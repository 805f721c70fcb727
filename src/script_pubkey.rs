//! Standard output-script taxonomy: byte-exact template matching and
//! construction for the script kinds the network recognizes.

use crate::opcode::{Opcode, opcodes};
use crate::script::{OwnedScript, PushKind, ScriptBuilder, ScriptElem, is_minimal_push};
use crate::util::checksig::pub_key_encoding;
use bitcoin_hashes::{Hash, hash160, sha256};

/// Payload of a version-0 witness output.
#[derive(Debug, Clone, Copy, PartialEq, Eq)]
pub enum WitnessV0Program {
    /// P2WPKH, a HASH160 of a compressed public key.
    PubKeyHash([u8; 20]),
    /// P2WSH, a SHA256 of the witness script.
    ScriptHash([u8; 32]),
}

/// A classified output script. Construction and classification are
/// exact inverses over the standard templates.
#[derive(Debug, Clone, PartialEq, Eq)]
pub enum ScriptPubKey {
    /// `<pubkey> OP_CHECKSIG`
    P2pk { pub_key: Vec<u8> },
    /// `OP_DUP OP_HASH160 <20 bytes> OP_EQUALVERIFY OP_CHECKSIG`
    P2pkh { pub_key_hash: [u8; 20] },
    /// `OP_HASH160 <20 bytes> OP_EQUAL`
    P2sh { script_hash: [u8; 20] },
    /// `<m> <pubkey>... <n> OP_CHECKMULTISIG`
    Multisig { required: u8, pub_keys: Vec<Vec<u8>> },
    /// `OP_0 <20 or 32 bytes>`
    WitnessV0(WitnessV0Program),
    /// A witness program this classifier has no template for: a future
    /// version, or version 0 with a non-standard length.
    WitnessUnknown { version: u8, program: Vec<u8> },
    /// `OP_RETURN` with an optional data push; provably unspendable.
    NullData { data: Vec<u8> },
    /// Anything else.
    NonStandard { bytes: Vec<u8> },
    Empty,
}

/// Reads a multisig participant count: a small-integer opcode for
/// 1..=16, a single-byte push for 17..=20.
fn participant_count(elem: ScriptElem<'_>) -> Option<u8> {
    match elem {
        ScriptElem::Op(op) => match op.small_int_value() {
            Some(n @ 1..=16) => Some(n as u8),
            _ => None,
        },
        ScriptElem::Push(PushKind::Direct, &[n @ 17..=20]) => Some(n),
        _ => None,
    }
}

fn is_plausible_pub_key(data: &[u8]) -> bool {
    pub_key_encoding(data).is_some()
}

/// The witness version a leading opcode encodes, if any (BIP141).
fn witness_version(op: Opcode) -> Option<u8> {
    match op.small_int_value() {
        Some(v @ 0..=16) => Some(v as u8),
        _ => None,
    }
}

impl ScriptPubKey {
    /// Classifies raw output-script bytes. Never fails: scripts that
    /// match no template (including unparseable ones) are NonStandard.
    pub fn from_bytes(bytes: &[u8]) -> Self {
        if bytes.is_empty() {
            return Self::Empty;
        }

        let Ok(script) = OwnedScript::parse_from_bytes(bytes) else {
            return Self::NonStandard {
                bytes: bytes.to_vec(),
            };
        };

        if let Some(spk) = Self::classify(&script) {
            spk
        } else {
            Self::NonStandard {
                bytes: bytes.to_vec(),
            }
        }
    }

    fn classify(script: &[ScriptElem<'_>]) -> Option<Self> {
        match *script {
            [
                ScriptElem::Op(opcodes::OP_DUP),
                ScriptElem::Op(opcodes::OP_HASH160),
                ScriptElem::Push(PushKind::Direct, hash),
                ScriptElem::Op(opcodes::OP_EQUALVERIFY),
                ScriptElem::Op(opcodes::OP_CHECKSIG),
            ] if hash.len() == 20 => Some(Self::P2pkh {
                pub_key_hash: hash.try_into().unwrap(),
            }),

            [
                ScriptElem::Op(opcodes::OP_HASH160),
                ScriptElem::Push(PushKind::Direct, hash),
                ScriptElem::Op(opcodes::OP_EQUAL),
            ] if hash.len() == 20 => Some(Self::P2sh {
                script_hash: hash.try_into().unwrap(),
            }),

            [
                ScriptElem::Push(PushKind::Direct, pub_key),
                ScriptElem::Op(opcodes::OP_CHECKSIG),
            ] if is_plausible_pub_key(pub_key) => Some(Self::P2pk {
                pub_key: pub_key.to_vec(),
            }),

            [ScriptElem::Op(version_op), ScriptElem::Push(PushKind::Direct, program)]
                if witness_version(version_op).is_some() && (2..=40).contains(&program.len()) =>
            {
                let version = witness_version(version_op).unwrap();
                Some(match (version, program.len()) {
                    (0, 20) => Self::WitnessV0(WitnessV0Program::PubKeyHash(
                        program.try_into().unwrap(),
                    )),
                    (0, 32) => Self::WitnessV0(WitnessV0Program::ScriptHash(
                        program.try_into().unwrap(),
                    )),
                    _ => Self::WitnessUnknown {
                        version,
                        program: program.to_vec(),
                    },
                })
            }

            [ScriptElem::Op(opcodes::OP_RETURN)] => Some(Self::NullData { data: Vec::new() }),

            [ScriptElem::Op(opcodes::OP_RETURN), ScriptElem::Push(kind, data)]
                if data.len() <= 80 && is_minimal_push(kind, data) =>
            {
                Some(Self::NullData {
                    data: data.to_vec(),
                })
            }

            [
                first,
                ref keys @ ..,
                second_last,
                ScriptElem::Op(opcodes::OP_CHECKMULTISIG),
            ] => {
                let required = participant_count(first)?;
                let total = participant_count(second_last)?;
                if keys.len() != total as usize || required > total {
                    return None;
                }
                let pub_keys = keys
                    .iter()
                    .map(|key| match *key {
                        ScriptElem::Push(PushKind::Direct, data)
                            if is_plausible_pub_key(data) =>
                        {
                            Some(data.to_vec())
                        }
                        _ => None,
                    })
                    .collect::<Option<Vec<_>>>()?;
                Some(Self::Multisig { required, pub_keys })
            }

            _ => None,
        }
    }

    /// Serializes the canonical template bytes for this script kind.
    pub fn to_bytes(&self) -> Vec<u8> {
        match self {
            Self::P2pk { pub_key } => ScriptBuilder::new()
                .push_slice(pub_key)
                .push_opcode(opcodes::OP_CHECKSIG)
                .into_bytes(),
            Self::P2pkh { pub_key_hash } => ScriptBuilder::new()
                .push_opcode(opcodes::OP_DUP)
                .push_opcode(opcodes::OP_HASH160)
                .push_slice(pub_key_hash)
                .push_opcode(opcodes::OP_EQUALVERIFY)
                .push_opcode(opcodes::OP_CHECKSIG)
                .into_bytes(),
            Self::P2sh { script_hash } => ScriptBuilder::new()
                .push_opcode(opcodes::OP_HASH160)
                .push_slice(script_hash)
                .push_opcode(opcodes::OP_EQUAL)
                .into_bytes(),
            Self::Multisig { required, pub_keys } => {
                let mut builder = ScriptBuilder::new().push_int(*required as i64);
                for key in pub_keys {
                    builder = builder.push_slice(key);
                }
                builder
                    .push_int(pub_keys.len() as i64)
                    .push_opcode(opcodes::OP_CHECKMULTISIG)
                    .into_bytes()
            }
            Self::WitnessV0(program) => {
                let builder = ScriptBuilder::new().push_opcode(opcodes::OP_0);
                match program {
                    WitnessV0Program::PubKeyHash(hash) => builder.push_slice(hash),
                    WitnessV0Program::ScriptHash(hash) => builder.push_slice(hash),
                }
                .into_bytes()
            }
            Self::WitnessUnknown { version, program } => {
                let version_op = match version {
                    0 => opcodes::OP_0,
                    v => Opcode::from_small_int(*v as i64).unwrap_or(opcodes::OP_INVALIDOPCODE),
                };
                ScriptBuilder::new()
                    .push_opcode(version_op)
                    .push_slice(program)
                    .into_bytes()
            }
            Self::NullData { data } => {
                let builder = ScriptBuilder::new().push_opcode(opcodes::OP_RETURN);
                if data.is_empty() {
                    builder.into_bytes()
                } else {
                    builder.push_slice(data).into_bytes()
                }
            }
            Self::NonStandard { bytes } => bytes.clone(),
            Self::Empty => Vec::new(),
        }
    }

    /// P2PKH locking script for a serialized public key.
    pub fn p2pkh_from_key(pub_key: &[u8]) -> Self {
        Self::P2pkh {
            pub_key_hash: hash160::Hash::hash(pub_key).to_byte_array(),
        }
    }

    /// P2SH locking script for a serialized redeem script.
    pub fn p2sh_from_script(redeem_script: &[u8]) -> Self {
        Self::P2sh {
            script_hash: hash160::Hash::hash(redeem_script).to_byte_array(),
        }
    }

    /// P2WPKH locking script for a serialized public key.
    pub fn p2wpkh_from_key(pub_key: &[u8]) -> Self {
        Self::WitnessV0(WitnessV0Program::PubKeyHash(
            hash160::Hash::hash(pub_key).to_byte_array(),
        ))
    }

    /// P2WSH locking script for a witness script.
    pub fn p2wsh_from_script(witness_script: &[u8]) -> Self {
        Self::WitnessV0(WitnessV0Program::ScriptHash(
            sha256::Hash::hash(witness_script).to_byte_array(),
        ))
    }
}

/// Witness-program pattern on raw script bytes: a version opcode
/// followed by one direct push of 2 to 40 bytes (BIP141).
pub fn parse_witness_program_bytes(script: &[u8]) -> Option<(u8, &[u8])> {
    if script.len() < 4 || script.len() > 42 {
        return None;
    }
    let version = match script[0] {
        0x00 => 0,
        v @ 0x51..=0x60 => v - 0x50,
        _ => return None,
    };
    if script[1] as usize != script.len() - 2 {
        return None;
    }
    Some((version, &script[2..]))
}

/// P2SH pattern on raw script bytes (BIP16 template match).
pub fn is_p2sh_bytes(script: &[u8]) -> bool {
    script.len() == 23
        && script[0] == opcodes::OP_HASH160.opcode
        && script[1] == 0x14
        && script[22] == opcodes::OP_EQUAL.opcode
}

....

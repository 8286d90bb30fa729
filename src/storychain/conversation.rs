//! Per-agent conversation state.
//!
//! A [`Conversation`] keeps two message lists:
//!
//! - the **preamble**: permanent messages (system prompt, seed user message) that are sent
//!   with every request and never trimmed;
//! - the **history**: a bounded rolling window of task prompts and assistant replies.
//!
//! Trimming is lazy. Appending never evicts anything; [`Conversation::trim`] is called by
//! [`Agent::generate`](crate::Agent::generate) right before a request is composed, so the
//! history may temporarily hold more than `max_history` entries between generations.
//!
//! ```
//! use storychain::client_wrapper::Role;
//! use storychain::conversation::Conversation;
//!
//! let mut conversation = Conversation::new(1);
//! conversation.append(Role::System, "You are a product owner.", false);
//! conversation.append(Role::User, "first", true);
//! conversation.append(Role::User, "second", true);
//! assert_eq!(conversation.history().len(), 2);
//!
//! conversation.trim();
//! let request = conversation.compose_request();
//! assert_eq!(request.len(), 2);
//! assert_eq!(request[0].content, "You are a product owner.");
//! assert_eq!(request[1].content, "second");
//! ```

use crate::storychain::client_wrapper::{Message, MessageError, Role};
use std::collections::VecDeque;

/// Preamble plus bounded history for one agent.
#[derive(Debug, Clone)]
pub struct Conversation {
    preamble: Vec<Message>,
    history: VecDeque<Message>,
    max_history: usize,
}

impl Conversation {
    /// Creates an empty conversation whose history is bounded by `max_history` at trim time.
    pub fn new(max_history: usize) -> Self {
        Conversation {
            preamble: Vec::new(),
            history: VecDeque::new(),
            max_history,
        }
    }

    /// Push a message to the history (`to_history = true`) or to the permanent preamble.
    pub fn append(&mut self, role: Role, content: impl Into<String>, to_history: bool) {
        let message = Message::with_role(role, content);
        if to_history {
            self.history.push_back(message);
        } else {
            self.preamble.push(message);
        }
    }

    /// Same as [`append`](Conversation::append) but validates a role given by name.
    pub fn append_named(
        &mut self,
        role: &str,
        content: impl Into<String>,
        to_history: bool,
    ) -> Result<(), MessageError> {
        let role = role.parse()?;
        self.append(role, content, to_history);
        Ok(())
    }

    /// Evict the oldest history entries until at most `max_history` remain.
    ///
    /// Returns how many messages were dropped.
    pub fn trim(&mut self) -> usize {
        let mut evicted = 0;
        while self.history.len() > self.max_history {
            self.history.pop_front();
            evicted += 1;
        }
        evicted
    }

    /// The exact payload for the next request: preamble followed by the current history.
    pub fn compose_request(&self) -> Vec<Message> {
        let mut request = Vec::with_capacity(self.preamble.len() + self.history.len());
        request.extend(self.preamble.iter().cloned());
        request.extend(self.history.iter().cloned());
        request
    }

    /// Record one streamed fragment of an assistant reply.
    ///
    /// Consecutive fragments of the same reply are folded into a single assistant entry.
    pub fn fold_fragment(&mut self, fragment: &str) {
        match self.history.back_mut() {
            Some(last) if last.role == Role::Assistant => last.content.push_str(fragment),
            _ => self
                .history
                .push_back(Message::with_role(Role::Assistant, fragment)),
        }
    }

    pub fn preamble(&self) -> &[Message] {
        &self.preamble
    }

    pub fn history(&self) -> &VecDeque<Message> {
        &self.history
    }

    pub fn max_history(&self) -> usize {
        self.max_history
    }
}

....

Work instruction: Scan the listing for the string "true". Copy each line that has it.

Your response:
//! conversation.append(Role::User, "first", true);
//! conversation.append(Role::User, "second", true);
    /// Push a message to the history (`to_history = true`) or to the permanent preamble.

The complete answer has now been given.